**TASK TO COMPLETE**. The entries below must be restated word for word.

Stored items

....................

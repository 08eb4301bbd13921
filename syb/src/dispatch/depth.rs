/// Nesting level of the value being dispatched, the root being 0
#[derive(Debug, Clone, Copy, Default, PartialEq, Eq, PartialOrd, Ord)]
pub(crate) struct RecursionDepth(usize);

impl RecursionDepth {
    pub(crate) const ROOT: Self = Self(0);

    /// Level of this value's children
    pub(crate) const fn increment(self) -> Self { Self(self.0.saturating_add(1)) }

    pub(crate) const fn get(self) -> usize { self.0 }
}
//! # syb
//!
//! Type-directed traversal and rewrite of nested data.
//!
//! Bind a transform over a target type `M`, then run it over any value implementing [`Data`]:
//! every sub-value whose type is exactly `M` is handed to the transform, in place, and
//! everything else is left structurally intact.
//!
//! ```
//! use syb::{Data, Traversal};
//!
//! #[derive(Data, Debug, PartialEq)]
//! struct Order {
//!     id:    u32,
//!     note:  String,
//!     lines: Vec<Line>,
//! }
//!
//! #[derive(Data, Debug, PartialEq)]
//! enum Line {
//!     Item { sku: String, qty: u32 },
//!     Discount(u32),
//!     Blank,
//! }
//!
//! let mut order = Order {
//!     id:    7,
//!     note:  "rush".to_string(),
//!     lines: vec![
//!         Line::Item { sku: "a-1".to_string(), qty: 2 },
//!         Line::Discount(5),
//!         Line::Blank,
//!     ],
//! };
//!
//! let mut traversal = Traversal::bind(|sku: &mut String| *sku = sku.to_uppercase());
//! let stats = traversal.run(&mut order)?;
//!
//! assert_eq!(order.note, "RUSH");
//! assert_eq!(order.lines[0], Line::Item { sku: "A-1".to_string(), qty: 2 });
//! assert_eq!(stats.matched, 2);
//! # Ok::<(), error_stack::Report<syb::Error>>(())
//! ```
//!
//! Classification happens per concrete type through [`Data::SHAPE`]:
//!
//! - the target type itself is transformed whole and never decomposed
//! - sums (`Option`, `Result`, derived enums) enter their active alternative only; an empty
//!   alternative such as `None` is never matched
//! - containers (`Vec`, arrays, map values, ...) visit elements in iteration order
//! - scalars (numbers, `String`, `#[data(leaf)]` types) stop the descent
//! - records (structs, tuples, `Box`) visit fields in declaration order
//!
//! Subjects must be finite trees. Owned Rust data cannot form cycles, and runaway nesting is
//! reported as [`Error::RecursionLimitExceeded`] once it passes
//! [`TraversalConfig::max_depth`].

extern crate self as syb;

mod config;
mod constants;
mod data;
mod dispatch;
mod error;
mod impls;
mod shape;
mod transform;
mod traversal;

pub use config::TraversalConfig;
pub use constants::{DEFAULT_MAX_DEPTH, MAX_DEPTH_ENV_VAR};
pub use data::{Alternative, Data, Payload, Visitor};
pub use error::{Error, Result};
pub use shape::{Category, Shape, TypeInfo, type_info};
/// Derive macro for [`Data`](trait@Data)
pub use syb_macros::Data;
pub use transform::Transform;
pub use traversal::{Traversal, TraversalStats, everywhere};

....................

**SOLUTION TO THIS EXERCISE**.
repository 08eb4301bbd13921
filename syb/src/dispatch/depth.rs
/// Nesting level of the value being dispatched, the root being 0
#[derive(Debug, Clone, Copy, Default, PartialEq, Eq, PartialOrd, Ord)]
pub(crate) struct RecursionDepth(usize);

impl RecursionDepth {
    pub(crate) const ROOT: Self = Self(0);

    /// Level of this value's children
    pub(crate) const fn increment(self) -> Self { Self(self.0.saturating_add(1)) }

    pub(crate) const fn get(self) -> usize { self.0 }
}
//! # syb
//!
//! Type-directed traversal and rewrite of nested data.
//!
//! Bind a transform over a target type `M`, then run it over any value implementing [`Data`]:
//! every sub-value whose type is exactly `M` is handed to the transform, in place, and
//! everything else is left structurally intact.
//!
//! ```
//! use syb::{Data, Traversal};
//!
//! #[derive(Data, Debug, PartialEq)]
//! struct Order {
//!     id:    u32,
//!     note:  String,
//!     lines: Vec<Line>,
//! }
//!
//! #[derive(Data, Debug, PartialEq)]
//! enum Line {
//!     Item { sku: String, qty: u32 },
//!     Discount(u32),
//!     Blank,
//! }
//!
//! let mut order = Order {
//!     id:    7,
//!     note:  "rush".to_string(),
//!     lines: vec![
//!         Line::Item { sku: "a-1".to_string(), qty: 2 },
//!         Line::Discount(5),
//!         Line::Blank,
//!     ],
//! };
//!
//! let mut traversal = Traversal::bind(|sku: &mut String| *sku = sku.to_uppercase());
//! let stats = traversal.run(&mut order)?;
//!
//! assert_eq!(order.note, "RUSH");
//! assert_eq!(order.lines[0], Line::Item { sku: "A-1".to_string(), qty: 2 });
//! assert_eq!(stats.matched, 2);
//! # Ok::<(), error_stack::Report<syb::Error>>(())
//! ```
//!
//! Classification happens per concrete type through [`Data::SHAPE`]:
//!
//! - the target type itself is transformed whole and never decomposed
//! - sums (`Option`, `Result`, derived enums) enter their active alternative only; an empty
//!   alternative such as `None` is never matched
//! - containers (`Vec`, arrays, map values, ...) visit elements in iteration order
//! - scalars (numbers, `String`, `#[data(leaf)]` types) stop the descent
//! - records (structs, tuples, `Box`) visit fields in declaration order
//!
//! Subjects must be finite trees. Owned Rust data cannot form cycles, and runaway nesting is
//! reported as [`Error::RecursionLimitExceeded`] once it passes
//! [`TraversalConfig::max_depth`].

extern crate self as syb;

mod config;
mod constants;
mod data;
mod dispatch;
mod error;
mod impls;
mod shape;
mod transform;
mod traversal;

pub use config::TraversalConfig;
pub use constants::{DEFAULT_MAX_DEPTH, MAX_DEPTH_ENV_VAR};
pub use data::{Alternative, Data, Payload, Visitor};
pub use error::{Error, Result};
pub use shape::{Category, Shape, TypeInfo, type_info};
/// Derive macro for [`Data`](trait@Data)
pub use syb_macros::Data;
pub use transform::Transform;
pub use traversal::{Traversal, TraversalStats, everywhere};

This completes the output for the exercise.